> WHAT YOU NEED TO DO: Search the entries for the word "Send" and pull out each line that has it.

[Saved entries]
• • • • •

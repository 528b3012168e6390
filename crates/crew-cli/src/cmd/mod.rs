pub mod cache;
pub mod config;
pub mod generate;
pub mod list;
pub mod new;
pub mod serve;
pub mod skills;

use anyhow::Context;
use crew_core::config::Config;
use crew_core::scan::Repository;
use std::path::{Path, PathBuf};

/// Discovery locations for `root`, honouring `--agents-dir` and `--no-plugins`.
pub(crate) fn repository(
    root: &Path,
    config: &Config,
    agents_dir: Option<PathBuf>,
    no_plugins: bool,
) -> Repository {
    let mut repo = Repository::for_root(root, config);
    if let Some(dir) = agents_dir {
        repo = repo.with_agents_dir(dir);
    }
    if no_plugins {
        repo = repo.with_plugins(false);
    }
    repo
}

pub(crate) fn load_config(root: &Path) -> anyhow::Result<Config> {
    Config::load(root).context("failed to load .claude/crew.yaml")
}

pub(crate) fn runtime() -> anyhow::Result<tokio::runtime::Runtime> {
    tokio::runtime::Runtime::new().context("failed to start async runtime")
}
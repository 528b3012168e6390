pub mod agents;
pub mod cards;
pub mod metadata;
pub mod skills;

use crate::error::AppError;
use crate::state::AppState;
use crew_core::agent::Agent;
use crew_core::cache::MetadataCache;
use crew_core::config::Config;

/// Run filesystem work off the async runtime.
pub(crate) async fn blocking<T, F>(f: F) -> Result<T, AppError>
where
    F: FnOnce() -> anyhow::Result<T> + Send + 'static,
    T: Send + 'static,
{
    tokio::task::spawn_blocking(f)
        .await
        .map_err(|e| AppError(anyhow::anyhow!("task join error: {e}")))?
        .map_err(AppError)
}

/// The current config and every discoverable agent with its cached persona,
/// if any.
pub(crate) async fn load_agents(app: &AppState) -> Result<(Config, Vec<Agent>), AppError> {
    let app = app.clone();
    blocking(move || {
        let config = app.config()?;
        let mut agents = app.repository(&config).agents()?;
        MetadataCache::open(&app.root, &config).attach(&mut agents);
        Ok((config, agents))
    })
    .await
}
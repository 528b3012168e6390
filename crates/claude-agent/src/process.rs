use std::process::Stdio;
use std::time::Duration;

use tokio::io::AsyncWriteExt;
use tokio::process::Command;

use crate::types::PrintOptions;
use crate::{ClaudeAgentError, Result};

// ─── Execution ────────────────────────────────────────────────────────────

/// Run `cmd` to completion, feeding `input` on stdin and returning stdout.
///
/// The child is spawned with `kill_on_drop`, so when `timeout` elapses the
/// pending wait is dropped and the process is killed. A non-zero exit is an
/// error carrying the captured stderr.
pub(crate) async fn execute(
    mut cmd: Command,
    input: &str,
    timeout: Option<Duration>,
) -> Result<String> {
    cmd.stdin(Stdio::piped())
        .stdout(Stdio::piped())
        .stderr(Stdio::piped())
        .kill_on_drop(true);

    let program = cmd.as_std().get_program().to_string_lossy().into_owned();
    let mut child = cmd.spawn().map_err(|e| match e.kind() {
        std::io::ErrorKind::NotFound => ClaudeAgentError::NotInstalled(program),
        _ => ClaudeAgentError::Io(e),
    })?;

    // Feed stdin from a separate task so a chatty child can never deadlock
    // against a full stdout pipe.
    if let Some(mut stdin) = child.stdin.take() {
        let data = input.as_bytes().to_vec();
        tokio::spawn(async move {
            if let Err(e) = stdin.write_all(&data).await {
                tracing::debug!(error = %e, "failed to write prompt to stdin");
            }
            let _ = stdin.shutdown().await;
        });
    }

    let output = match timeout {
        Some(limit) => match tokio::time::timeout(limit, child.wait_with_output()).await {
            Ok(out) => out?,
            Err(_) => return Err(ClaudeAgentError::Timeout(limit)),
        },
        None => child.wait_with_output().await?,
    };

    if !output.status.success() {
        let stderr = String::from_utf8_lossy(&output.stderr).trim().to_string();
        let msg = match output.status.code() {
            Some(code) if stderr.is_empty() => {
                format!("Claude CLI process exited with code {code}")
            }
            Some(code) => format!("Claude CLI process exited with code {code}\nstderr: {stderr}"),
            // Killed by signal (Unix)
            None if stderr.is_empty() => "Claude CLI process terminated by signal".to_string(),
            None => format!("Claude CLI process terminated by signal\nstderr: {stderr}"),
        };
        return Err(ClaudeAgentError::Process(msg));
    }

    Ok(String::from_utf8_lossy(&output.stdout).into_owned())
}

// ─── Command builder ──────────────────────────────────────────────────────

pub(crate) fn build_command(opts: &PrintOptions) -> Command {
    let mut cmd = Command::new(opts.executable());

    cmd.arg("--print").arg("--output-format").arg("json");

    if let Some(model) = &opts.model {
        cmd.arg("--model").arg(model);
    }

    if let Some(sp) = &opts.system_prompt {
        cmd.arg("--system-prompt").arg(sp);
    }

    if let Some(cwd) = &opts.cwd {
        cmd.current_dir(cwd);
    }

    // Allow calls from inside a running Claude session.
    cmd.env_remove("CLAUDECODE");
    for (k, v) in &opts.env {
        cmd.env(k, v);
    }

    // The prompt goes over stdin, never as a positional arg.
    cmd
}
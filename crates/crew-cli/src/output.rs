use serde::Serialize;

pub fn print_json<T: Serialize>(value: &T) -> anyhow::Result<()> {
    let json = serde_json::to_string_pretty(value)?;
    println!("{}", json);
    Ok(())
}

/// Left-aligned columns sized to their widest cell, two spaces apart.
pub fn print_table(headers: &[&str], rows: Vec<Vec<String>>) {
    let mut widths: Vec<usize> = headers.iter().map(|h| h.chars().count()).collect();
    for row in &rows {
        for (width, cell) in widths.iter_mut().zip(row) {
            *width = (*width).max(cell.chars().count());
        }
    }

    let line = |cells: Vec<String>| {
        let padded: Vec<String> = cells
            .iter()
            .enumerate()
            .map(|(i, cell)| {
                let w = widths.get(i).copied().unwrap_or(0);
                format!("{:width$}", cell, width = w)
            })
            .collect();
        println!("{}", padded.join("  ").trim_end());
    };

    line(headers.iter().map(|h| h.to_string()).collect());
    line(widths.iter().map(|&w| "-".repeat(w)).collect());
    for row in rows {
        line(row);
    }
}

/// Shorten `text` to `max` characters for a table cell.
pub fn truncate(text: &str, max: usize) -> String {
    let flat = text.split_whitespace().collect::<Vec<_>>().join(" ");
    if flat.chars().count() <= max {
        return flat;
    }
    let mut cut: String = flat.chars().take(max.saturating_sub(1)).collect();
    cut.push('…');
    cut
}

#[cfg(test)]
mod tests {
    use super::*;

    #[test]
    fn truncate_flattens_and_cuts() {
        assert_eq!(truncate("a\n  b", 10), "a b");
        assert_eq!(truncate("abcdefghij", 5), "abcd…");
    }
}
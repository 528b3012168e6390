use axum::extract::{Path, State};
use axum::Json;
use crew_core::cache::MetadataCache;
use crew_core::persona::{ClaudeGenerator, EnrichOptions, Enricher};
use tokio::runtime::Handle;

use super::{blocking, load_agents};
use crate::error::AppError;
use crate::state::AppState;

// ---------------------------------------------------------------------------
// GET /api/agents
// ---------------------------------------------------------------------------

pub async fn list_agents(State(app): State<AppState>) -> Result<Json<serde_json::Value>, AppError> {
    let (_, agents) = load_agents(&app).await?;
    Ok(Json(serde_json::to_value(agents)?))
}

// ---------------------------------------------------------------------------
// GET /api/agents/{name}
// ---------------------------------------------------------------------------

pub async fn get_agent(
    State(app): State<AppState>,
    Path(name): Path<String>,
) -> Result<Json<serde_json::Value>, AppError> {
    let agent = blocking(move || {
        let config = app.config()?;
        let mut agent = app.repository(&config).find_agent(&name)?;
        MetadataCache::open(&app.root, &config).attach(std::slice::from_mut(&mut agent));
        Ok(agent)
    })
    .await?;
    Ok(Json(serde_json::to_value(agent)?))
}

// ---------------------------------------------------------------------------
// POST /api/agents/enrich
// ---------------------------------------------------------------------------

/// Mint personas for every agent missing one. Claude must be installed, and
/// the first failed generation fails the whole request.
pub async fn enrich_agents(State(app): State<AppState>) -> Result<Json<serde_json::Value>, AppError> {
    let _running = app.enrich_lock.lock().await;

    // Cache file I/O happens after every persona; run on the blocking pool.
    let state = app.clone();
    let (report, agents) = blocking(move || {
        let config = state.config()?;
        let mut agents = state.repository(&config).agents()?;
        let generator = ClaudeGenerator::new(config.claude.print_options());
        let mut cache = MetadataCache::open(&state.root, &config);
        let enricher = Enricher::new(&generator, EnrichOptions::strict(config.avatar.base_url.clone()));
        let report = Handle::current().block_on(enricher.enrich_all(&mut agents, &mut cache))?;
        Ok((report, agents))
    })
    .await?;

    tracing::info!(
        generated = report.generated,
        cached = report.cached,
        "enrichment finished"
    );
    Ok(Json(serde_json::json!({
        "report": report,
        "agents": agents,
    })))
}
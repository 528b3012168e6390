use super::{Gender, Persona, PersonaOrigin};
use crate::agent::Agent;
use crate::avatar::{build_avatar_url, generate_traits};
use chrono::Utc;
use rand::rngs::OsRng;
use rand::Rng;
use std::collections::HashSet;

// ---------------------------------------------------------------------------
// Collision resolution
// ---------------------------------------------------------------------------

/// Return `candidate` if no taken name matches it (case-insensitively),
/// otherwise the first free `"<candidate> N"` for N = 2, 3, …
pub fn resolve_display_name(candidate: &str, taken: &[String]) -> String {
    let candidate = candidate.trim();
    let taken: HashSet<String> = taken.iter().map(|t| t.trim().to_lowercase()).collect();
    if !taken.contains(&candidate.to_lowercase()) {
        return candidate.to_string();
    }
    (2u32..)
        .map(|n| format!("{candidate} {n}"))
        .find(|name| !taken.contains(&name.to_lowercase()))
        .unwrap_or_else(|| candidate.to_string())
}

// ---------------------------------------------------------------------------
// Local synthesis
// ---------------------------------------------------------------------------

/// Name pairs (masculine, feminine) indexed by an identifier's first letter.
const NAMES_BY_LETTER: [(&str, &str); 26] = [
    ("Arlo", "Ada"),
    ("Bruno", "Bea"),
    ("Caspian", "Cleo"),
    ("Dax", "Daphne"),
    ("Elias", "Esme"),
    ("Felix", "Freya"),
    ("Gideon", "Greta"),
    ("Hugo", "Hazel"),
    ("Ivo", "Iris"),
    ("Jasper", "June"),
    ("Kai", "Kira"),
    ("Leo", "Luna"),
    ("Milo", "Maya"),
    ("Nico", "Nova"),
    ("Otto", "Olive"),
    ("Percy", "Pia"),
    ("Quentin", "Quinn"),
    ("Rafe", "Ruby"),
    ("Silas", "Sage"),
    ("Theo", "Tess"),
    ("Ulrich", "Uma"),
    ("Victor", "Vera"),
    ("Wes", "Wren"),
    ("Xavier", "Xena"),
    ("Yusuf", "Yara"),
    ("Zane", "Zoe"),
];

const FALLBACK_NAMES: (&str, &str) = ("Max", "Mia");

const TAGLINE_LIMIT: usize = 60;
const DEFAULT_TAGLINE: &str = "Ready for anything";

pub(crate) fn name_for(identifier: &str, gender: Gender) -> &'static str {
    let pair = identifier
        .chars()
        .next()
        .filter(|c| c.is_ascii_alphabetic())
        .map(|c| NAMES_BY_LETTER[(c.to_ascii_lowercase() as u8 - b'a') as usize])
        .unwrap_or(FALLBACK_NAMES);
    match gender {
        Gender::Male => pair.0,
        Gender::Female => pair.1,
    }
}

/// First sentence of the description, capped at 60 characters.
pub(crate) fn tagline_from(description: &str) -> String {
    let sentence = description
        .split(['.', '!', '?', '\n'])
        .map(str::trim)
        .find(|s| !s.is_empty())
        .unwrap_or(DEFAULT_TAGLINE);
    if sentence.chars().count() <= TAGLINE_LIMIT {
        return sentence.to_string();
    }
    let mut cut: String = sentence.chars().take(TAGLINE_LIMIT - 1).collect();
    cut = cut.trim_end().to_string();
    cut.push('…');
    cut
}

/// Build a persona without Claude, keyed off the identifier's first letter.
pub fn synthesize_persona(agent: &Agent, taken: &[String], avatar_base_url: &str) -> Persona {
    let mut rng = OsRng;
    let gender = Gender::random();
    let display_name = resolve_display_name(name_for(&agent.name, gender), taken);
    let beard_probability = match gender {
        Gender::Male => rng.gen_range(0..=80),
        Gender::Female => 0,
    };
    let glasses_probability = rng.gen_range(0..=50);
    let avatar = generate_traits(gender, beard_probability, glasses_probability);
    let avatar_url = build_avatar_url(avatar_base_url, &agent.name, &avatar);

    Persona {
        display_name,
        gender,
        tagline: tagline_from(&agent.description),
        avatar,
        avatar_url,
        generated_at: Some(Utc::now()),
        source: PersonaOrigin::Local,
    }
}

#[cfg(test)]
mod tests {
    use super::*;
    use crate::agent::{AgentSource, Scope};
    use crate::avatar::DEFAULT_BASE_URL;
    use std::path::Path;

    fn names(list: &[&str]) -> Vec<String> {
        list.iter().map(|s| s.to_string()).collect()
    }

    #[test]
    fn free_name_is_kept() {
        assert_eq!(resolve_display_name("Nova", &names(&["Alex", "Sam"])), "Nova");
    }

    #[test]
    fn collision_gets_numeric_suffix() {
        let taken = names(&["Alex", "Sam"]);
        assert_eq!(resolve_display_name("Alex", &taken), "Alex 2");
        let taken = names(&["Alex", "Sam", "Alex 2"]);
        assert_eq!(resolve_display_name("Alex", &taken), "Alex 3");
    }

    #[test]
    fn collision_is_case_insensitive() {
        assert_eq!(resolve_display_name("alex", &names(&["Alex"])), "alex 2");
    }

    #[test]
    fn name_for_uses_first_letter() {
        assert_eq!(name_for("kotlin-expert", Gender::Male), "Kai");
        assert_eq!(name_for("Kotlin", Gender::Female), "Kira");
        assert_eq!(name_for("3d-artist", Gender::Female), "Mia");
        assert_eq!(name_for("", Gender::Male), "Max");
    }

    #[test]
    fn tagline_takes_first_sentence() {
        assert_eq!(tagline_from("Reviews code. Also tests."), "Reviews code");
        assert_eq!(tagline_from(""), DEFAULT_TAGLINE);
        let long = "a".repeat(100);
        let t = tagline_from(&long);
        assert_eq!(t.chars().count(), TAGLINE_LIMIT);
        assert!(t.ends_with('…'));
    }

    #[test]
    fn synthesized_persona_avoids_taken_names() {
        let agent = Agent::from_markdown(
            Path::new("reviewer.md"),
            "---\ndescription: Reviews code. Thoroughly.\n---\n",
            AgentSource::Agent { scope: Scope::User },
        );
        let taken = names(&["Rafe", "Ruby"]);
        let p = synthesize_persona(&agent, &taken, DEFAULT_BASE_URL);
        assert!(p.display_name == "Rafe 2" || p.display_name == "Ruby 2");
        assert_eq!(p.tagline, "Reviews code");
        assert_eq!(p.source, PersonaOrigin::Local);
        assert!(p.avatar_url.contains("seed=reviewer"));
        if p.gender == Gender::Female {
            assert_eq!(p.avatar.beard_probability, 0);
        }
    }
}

• • • • •

> FINISHED EXERCISE:
    F: FnOnce() -> anyhow::Result<T> + Send + 'static,
    T: Send + 'static,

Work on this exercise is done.